*** Provided material ***

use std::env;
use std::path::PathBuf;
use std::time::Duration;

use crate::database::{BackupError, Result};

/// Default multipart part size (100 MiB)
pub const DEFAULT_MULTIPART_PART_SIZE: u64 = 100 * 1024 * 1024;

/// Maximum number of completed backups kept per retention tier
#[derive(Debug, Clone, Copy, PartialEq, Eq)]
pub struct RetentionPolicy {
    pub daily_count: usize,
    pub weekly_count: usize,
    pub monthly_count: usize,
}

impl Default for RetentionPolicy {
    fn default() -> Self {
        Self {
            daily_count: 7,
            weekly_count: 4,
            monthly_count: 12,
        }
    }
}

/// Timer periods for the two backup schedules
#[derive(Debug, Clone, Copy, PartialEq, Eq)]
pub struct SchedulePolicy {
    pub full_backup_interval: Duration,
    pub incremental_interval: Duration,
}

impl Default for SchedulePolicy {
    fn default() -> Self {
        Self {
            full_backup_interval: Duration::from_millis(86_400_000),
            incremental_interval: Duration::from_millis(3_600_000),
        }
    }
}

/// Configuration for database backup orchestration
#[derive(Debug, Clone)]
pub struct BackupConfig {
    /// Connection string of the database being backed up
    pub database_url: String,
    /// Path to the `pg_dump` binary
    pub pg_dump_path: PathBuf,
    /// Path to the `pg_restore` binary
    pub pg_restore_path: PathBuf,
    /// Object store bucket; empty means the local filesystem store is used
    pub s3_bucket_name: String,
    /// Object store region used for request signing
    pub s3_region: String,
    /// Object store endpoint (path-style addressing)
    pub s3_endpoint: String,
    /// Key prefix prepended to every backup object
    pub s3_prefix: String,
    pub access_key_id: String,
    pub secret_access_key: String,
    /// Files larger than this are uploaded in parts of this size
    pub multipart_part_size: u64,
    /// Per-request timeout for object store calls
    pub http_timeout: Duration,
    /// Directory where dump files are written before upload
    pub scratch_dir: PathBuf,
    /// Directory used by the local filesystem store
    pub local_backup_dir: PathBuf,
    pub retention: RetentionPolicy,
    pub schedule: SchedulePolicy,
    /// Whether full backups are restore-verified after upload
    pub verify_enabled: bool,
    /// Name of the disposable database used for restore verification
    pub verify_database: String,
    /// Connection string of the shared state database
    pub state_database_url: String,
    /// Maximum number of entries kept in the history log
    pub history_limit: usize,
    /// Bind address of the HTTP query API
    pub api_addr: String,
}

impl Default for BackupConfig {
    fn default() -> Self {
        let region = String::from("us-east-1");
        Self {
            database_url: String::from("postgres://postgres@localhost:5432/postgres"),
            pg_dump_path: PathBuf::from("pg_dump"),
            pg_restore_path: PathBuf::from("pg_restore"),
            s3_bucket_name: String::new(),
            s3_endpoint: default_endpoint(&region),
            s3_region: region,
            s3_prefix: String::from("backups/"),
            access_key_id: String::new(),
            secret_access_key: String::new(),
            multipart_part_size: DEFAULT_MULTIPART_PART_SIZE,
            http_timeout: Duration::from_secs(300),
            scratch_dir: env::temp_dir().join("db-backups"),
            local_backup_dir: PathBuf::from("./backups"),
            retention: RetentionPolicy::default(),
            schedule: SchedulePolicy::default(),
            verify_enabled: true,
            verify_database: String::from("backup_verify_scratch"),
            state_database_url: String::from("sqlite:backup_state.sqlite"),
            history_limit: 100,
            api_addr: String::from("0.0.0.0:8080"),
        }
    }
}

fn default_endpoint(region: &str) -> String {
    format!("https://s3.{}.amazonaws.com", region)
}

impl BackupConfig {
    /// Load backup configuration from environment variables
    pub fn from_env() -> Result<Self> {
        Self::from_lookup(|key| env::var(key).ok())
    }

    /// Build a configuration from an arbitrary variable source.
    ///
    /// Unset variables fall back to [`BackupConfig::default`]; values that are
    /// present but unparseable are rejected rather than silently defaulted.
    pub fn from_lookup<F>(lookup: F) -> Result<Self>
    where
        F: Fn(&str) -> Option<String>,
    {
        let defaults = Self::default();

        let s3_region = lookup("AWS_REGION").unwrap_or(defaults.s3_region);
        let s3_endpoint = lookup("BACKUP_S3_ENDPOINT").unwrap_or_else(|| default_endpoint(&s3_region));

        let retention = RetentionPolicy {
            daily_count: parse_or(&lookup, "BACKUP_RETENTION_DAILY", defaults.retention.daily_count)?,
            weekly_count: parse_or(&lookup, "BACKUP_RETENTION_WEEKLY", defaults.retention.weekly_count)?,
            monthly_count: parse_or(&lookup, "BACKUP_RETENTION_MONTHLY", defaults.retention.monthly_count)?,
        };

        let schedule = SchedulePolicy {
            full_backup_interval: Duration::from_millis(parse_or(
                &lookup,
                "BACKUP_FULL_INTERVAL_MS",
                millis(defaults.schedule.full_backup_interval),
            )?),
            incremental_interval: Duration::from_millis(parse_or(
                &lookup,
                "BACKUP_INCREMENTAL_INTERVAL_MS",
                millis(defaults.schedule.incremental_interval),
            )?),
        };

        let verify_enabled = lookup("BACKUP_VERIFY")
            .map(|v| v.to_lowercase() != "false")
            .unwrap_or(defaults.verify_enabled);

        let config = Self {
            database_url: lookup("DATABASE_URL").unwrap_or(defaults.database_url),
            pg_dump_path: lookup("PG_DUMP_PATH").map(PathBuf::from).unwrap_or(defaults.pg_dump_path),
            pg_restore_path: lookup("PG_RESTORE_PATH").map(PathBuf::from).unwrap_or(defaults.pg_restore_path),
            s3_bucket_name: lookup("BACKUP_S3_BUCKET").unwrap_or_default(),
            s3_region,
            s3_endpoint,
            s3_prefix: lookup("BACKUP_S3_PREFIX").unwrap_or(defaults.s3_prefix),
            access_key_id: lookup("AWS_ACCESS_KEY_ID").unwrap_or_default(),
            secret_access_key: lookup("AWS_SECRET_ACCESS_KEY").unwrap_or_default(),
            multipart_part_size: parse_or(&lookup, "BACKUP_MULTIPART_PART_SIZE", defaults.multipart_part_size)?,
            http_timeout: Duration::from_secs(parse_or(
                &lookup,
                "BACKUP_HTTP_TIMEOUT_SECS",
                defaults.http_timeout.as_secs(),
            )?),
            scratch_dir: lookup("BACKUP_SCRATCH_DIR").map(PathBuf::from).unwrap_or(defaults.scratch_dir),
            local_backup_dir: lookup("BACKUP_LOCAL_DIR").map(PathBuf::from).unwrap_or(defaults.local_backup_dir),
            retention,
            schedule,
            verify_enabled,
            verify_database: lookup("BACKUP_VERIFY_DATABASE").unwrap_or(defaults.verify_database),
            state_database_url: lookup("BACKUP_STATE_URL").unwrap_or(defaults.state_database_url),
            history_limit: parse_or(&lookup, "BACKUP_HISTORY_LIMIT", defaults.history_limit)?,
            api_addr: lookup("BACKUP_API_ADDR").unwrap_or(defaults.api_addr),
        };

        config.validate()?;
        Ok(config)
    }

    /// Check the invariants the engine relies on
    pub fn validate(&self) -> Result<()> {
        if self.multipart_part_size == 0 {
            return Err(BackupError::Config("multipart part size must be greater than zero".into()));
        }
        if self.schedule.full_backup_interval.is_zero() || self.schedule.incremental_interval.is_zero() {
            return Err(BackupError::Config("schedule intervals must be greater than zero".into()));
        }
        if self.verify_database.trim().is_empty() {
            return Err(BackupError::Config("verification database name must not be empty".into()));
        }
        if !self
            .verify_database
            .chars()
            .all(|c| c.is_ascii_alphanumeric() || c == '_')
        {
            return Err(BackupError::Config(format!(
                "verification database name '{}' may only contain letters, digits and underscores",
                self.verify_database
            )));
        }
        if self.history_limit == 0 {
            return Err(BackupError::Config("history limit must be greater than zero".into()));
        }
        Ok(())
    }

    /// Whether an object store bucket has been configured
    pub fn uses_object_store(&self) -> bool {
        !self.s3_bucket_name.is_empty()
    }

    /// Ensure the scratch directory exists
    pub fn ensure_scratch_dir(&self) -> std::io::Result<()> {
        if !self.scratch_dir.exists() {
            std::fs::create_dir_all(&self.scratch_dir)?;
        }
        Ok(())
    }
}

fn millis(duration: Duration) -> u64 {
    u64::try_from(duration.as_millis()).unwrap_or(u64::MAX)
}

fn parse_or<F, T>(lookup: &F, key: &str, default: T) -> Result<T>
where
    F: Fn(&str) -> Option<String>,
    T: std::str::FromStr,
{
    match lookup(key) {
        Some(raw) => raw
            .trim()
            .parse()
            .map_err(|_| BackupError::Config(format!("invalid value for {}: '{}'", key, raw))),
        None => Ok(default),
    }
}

*** End of Provided material ***
*** Provided material ***

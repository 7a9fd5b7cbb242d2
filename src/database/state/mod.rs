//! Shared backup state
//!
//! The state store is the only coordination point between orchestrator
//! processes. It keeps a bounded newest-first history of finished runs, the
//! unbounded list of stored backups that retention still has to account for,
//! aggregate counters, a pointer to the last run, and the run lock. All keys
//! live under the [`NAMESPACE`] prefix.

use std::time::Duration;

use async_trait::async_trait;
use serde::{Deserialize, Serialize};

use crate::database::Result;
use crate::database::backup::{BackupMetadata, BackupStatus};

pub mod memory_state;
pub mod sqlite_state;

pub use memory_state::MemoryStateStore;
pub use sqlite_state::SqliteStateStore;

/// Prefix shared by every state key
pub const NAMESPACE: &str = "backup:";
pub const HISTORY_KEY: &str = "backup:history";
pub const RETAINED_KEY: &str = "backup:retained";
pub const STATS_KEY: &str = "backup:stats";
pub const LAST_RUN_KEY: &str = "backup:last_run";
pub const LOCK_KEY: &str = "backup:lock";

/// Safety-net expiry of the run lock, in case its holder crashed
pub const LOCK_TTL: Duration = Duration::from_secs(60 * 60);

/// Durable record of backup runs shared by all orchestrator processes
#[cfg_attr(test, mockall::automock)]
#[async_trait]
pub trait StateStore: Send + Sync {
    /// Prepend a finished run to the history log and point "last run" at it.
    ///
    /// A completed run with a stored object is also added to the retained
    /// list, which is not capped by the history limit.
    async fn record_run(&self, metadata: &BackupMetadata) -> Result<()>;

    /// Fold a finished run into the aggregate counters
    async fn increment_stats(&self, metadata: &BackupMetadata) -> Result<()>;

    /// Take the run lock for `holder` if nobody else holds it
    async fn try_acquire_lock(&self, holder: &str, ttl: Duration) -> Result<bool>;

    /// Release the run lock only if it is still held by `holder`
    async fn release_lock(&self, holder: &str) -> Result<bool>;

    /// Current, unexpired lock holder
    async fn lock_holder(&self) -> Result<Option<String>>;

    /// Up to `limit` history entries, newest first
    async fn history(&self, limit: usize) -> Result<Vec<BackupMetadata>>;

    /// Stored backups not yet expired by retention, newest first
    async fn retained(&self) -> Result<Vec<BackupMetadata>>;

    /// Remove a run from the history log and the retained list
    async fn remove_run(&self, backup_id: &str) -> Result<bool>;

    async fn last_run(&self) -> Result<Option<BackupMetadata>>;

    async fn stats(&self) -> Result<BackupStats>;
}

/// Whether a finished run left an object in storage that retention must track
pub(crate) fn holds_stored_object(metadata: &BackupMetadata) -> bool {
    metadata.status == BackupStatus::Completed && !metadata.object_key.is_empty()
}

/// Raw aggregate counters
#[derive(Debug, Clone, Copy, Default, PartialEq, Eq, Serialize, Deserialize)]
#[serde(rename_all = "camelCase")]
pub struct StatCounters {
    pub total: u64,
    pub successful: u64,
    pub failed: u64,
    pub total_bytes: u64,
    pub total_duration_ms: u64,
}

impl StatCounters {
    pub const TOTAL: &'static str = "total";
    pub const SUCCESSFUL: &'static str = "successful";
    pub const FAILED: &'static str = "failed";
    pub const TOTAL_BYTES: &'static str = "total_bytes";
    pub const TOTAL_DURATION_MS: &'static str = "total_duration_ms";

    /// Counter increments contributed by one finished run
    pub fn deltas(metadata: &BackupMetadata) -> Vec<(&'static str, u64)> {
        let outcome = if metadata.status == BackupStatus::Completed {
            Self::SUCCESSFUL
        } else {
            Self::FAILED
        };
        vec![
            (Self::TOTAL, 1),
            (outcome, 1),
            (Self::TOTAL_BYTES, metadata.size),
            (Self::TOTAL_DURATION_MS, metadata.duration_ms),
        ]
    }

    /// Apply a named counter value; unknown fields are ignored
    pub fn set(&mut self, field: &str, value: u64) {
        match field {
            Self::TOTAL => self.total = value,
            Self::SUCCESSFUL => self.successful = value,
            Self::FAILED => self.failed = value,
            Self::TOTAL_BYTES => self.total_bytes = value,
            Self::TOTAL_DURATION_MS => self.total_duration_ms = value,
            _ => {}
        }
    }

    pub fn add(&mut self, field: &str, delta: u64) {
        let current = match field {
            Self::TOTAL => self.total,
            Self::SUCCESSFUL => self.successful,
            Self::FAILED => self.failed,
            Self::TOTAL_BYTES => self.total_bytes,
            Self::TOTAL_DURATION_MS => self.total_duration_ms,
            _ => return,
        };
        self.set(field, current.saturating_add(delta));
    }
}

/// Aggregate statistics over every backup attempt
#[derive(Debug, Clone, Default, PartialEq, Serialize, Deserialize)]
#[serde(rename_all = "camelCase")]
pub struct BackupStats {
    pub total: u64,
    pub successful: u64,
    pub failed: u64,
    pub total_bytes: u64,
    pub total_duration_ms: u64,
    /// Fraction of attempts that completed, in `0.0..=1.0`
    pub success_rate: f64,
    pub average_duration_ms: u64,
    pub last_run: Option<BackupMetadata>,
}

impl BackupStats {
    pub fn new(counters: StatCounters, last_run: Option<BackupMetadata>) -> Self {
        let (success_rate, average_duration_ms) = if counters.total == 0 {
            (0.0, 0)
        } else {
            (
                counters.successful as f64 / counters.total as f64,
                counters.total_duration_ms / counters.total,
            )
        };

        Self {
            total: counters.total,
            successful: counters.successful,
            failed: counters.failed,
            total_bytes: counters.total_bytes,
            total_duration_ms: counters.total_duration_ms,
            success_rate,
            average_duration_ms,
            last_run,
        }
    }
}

*** End of Provided material ***

Exercise objective:
Filter the data, keeping only the lines that contain "retained".

Output below:
pub const RETAINED_KEY: &str = "backup:retained";
    /// A completed run with a stored object is also added to the retained
    async fn retained(&self) -> Result<Vec<BackupMetadata>>;
    /// Remove a run from the history log and the retained list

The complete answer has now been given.